- [WORK REQUIRED]: Among the entries below, one line contains "one HTTP status." and another contains "handling an exchange.". Transcribe those two lines and every line between them, exactly.

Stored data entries
//! Closed error taxonomy for the routing pipeline.
//!
//! Every failure the router can produce maps to exactly one HTTP status.
//! `RouteNotFound` and `DisabledRoute` are resumable: a produces or language
//! link catches them to keep iterating over content negotiation candidates.
//! Everything else is terminal and surfaces immediately.

use http::Method;
use thiserror::Error;

/// Error raised while routing or handling an exchange.
#[derive(Debug, Clone, Error)]
pub enum HttpError {
    /// No route matched the request.
    #[error("route not found")]
    RouteNotFound,

    /// A route matched but is currently disabled.
    #[error("route is disabled")]
    DisabledRoute,

    /// Raised by handlers for missing targets (e.g. an absent resource).
    #[error("not found: {0}")]
    NotFound(String),

    /// The path matched but not with the request method.
    #[error("method not allowed")]
    MethodNotAllowed(Vec<Method>),

    /// The request body content type matches no consuming route.
    #[error("unsupported media type")]
    UnsupportedMediaType,

    /// No produced content type satisfies the Accept header.
    #[error("not acceptable")]
    NotAcceptable(Vec<String>),

    /// Malformed request input (URI, header syntax).
    #[error("bad request: {0}")]
    BadRequest(String),

    /// Handler or response assembly failure.
    #[error("internal server error: {0}")]
    Internal(String),
}

impl HttpError {
    /// HTTP status code for this error.
    pub fn status(&self) -> u16 {
        match self {
            HttpError::RouteNotFound | HttpError::DisabledRoute | HttpError::NotFound(_) => 404,
            HttpError::MethodNotAllowed(_) => 405,
            HttpError::NotAcceptable(_) => 406,
            HttpError::UnsupportedMediaType => 415,
            HttpError::BadRequest(_) => 400,
            HttpError::Internal(_) => 500,
        }
    }

    /// Canonical reason phrase for the mapped status.
    pub fn reason(&self) -> &'static str {
        match self.status() {
            400 => "Bad Request",
            404 => "Not Found",
            405 => "Method Not Allowed",
            406 => "Not Acceptable",
            415 => "Unsupported Media Type",
            _ => "Internal Server Error",
        }
    }

    /// Whether an ancestor negotiation link may catch this error and keep
    /// iterating over its remaining candidates.
    pub fn is_resumable(&self) -> bool {
        matches!(self, HttpError::RouteNotFound | HttpError::DisabledRoute)
    }

    /// Headers the transport must add to the failure response, such as
    /// `Allow` for 405.
    pub fn extra_headers(&self) -> Vec<(&'static str, String)> {
        match self {
            HttpError::MethodNotAllowed(methods) => {
                let allow = methods
                    .iter()
                    .map(Method::as_str)
                    .collect::<Vec<_>>()
                    .join(",");
                vec![("allow", allow)]
            }
            _ => Vec::new(),
        }
    }
}
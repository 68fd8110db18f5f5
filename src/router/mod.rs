//! Router facade over the routing link pipeline.
//!
//! Registration threads a route through the links; dispatch walks them with
//! the exchange. The live pipeline sits behind a read-copy-update swap:
//! mutations clone the tree, modify the clone and publish it, so a dispatch
//! in flight keeps the snapshot it started with.

mod extractor;
mod link;
mod manager;
mod route;

#[cfg(test)]
mod tests;

pub use manager::RouteManager;
pub use route::{ExchangeHandler, HandlerRef, Route, RoutePath};

use crate::error::HttpError;
use crate::exchange::Exchange;
use extractor::RouteExtractor;
use link::Link;
use std::sync::{Arc, RwLock};
use std::time::Instant;
use tracing::{debug, info, warn};

/// The router: a pipeline of routing links dispatching each exchange to the
/// handler of the best matching route.
pub struct Router {
    root: RwLock<Arc<Link>>,
}

impl Router {
    /// An empty router; every dispatch reports route not found until routes
    /// are registered.
    pub fn new() -> Self {
        Router {
            root: RwLock::new(Arc::new(Link::head())),
        }
    }

    /// A router with a root handler covering every request no more specific
    /// route matches.
    pub fn with_root_handler(handler: impl ExchangeHandler + 'static) -> Self {
        let router = Router::new();
        let mut route = Route::new();
        route.handler = Some(Arc::new(handler));
        router.set_route(route);
        router
    }

    /// Start describing a route to register, find, enable, disable or
    /// remove.
    pub fn route(&self) -> RouteManager<'_> {
        RouteManager::new(self)
    }

    /// Every registered route, including disabled ones.
    pub fn routes(&self) -> Vec<Route> {
        let snapshot = self.snapshot();
        let mut extractor = RouteExtractor::new();
        snapshot.extract(&mut extractor);
        extractor.into_routes()
    }

    /// Dispatch an exchange through the pipeline.
    pub fn handle(&self, exchange: &mut Exchange) -> Result<(), HttpError> {
        let snapshot = self.snapshot();
        debug!(
            correlation_id = %exchange.request.correlation_id,
            method = %exchange.request.method,
            path = %exchange.request.path,
            "route match attempt"
        );
        let started = Instant::now();
        let result = snapshot.handle(exchange);
        let duration_us = started.elapsed().as_micros() as u64;
        match &result {
            Ok(()) => info!(
                correlation_id = %exchange.request.correlation_id,
                method = %exchange.request.method,
                path = %exchange.request.path,
                duration_us,
                "route matched"
            ),
            Err(error) => warn!(
                correlation_id = %exchange.request.correlation_id,
                method = %exchange.request.method,
                path = %exchange.request.path,
                status = error.status(),
                duration_us,
                %error,
                "no route matched"
            ),
        }
        result
    }

    fn snapshot(&self) -> Arc<Link> {
        self.root.read().unwrap().clone()
    }

    fn mutate(&self, operation: impl FnOnce(&mut Link)) {
        let mut guard = self.root.write().unwrap();
        let mut tree = (**guard).clone();
        operation(&mut tree);
        *guard = Arc::new(tree);
    }

    pub(crate) fn set_route(&self, route: Route) {
        info!(route = %route.describe(), "route registered");
        self.mutate(|tree| tree.set_route(&route));
    }

    pub(crate) fn enable_route(&self, route: &Route) {
        info!(route = %route.describe(), "route enabled");
        self.mutate(|tree| tree.enable_route(route));
    }

    pub(crate) fn disable_route(&self, route: &Route) {
        info!(route = %route.describe(), "route disabled");
        self.mutate(|tree| tree.disable_route(route));
    }

    pub(crate) fn remove_route(&self, route: &Route) {
        info!(route = %route.describe(), "route removed");
        self.mutate(|tree| tree.remove_route(route));
    }
}

impl Default for Router {
    fn default() -> Self {
        Router::new()
    }
}
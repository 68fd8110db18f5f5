//! Embeddable HTTP router with declarative, composable routes.
//!
//! Routes are matched along five independent dimensions (path as a literal
//! or template, method, consumed content type, produced content type and
//! language) through a fixed pipeline of routing links, and dispatched to
//! the registered handler. Response bodies assemble from raw payloads,
//! resources or server-sent event streams.

pub mod body;
pub mod error;
pub mod exchange;
pub mod headers;
pub mod router;
pub mod server;
pub mod stream;
pub mod uri;

pub use error::HttpError;
pub use exchange::{CorrelationId, Exchange, Request, Response};
pub use router::{ExchangeHandler, Route, RouteManager, Router};
//! Response body assembly.
//!
//! A handler picks exactly one body variant: a raw payload (buffer or
//! stream), a server-sent event stream, or a resource. Selecting a second
//! variant fails. Once the handler returns, the transport assembles the
//! variant into an outbound byte stream plus the framing contract it
//! implies: a single known chunk yields `Content-Length`, anything open
//! ended yields chunked framing, and an explicit `Content-Length` set by the
//! handler is validated against the bytes actually emitted.

pub mod resource;
pub mod sse;

use crate::error::HttpError;
use crate::stream::Stream;
use bytes::{Bytes, BytesMut};

pub use resource::Resource;
pub use sse::{SseEvent, SseSender};

#[derive(Default)]
enum Variant {
    #[default]
    Unset,
    RawBuffer(Bytes),
    RawStream(Stream<Bytes>),
    Sse(Stream<SseEvent>),
    Resource(Resource),
}

/// Body builder attached to a response. Starts unset; handlers select one
/// variant at most.
#[derive(Default)]
pub struct ResponseBody {
    variant: Variant,
}

impl ResponseBody {
    /// Supply a literal payload.
    pub fn raw(&mut self, data: impl Into<Bytes>) -> Result<(), HttpError> {
        self.select(Variant::RawBuffer(data.into()))
    }

    /// Supply a streamed payload.
    pub fn raw_stream(&mut self, stream: Stream<Bytes>) -> Result<(), HttpError> {
        self.select(Variant::RawStream(stream))
    }

    /// Supply a server-sent event stream.
    pub fn sse(&mut self, events: Stream<SseEvent>) -> Result<(), HttpError> {
        self.select(Variant::Sse(events))
    }

    /// Serve a resource.
    pub fn resource(&mut self, resource: Resource) -> Result<(), HttpError> {
        self.select(Variant::Resource(resource))
    }

    pub fn is_set(&self) -> bool {
        !matches!(self.variant, Variant::Unset)
    }

    fn select(&mut self, variant: Variant) -> Result<(), HttpError> {
        if self.is_set() {
            return Err(HttpError::Internal("response body already set".into()));
        }
        self.variant = variant;
        Ok(())
    }
}

/// How the transport must frame the assembled body.
#[derive(Debug, Clone, Copy, PartialEq, Eq)]
pub enum Framing {
    /// No body bytes.
    Empty,
    /// Fixed size; the emitted byte count must equal it.
    ContentLength(u64),
    /// Open ended; HTTP/1.1 chunked transfer coding or HTTP/2 DATA frames.
    Chunked,
}

/// An assembled outbound body: headers to stamp (only where not already
/// set), the framing contract, and the byte stream itself.
#[derive(Debug)]
pub struct AssembledBody {
    pub headers: Vec<(&'static str, String)>,
    pub framing: Framing,
    pub data: Stream<Bytes>,
}

/// A fully drained body with its content-length contract enforced.
#[derive(Debug)]
pub struct CollectedBody {
    pub headers: Vec<(&'static str, String)>,
    pub framing: Framing,
    pub payload: Bytes,
}

impl AssembledBody {
    /// Drain the stream and enforce the content-length contract; a shortfall
    /// or overrun is a content length mismatch.
    pub fn collect(mut self) -> Result<CollectedBody, HttpError> {
        let mut buf = BytesMut::new();
        for chunk in &mut self.data {
            buf.extend_from_slice(&chunk);
        }
        if let Framing::ContentLength(expected) = self.framing {
            if buf.len() as u64 != expected {
                return Err(HttpError::Internal("content length mismatch".into()));
            }
        }
        Ok(CollectedBody {
            headers: self.headers,
            framing: self.framing,
            payload: buf.freeze(),
        })
    }
}

/// Turn the selected body variant into an outbound stream and framing.
///
/// `declared_content_length` is the value the handler wrote on the response,
/// if any; an inferable size that contradicts it fails immediately, an
/// open-ended stream is checked after draining.
pub fn assemble(
    body: ResponseBody,
    declared_content_length: Option<u64>,
) -> Result<AssembledBody, HttpError> {
    match body.variant {
        Variant::Unset => Ok(AssembledBody {
            headers: Vec::new(),
            framing: match declared_content_length {
                Some(expected) => Framing::ContentLength(expected),
                None => Framing::Empty,
            },
            data: Stream::empty(),
        }),
        Variant::RawBuffer(bytes) => {
            let framing = framing_for_size(bytes.len() as u64, declared_content_length)?;
            Ok(AssembledBody {
                headers: Vec::new(),
                framing,
                data: Stream::once(bytes),
            })
        }
        Variant::RawStream(mut stream) => {
            // a stream of exactly one chunk gets a content length, more
            // chunks fall back to chunked framing
            let first = stream.next();
            let Some(first) = first else {
                return Ok(AssembledBody {
                    headers: Vec::new(),
                    framing: framing_for_size(0, declared_content_length)?,
                    data: Stream::empty(),
                });
            };
            match stream.next() {
                None => {
                    let framing = framing_for_size(first.len() as u64, declared_content_length)?;
                    Ok(AssembledBody {
                        headers: Vec::new(),
                        framing,
                        data: Stream::once(first),
                    })
                }
                Some(second) => Ok(AssembledBody {
                    headers: Vec::new(),
                    framing: match declared_content_length {
                        Some(expected) => Framing::ContentLength(expected),
                        None => Framing::Chunked,
                    },
                    data: Stream::from_iter([first, second]).concat(stream),
                }),
            }
        }
        Variant::Sse(events) => Ok(AssembledBody {
            headers: vec![("content-type", sse::CONTENT_TYPE.to_string())],
            framing: Framing::Chunked,
            data: sse::frame_events(events),
        }),
        Variant::Resource(resource) => {
            let (meta, data) = resource.open()?;
            let framing = framing_for_size(meta.size, declared_content_length)?;
            Ok(AssembledBody {
                headers: vec![("content-type", meta.media_type.to_string())],
                framing,
                data,
            })
        }
    }
}

fn framing_for_size(size: u64, declared: Option<u64>) -> Result<Framing, HttpError> {
    match declared {
        Some(expected) if expected != size => {
            Err(HttpError::Internal("content length mismatch".into()))
        }
        _ => Ok(Framing::ContentLength(size)),
    }
}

- [EXERCISE RESULT]:
//! Every failure the router can produce maps to exactly one HTTP status.
//! `RouteNotFound` and `DisabledRoute` are resumable: a produces or language
//! link catches them to keep iterating over content negotiation candidates.
//! Everything else is terminal and surfaces immediately.

use http::Method;
use thiserror::Error;

/// Error raised while routing or handling an exchange.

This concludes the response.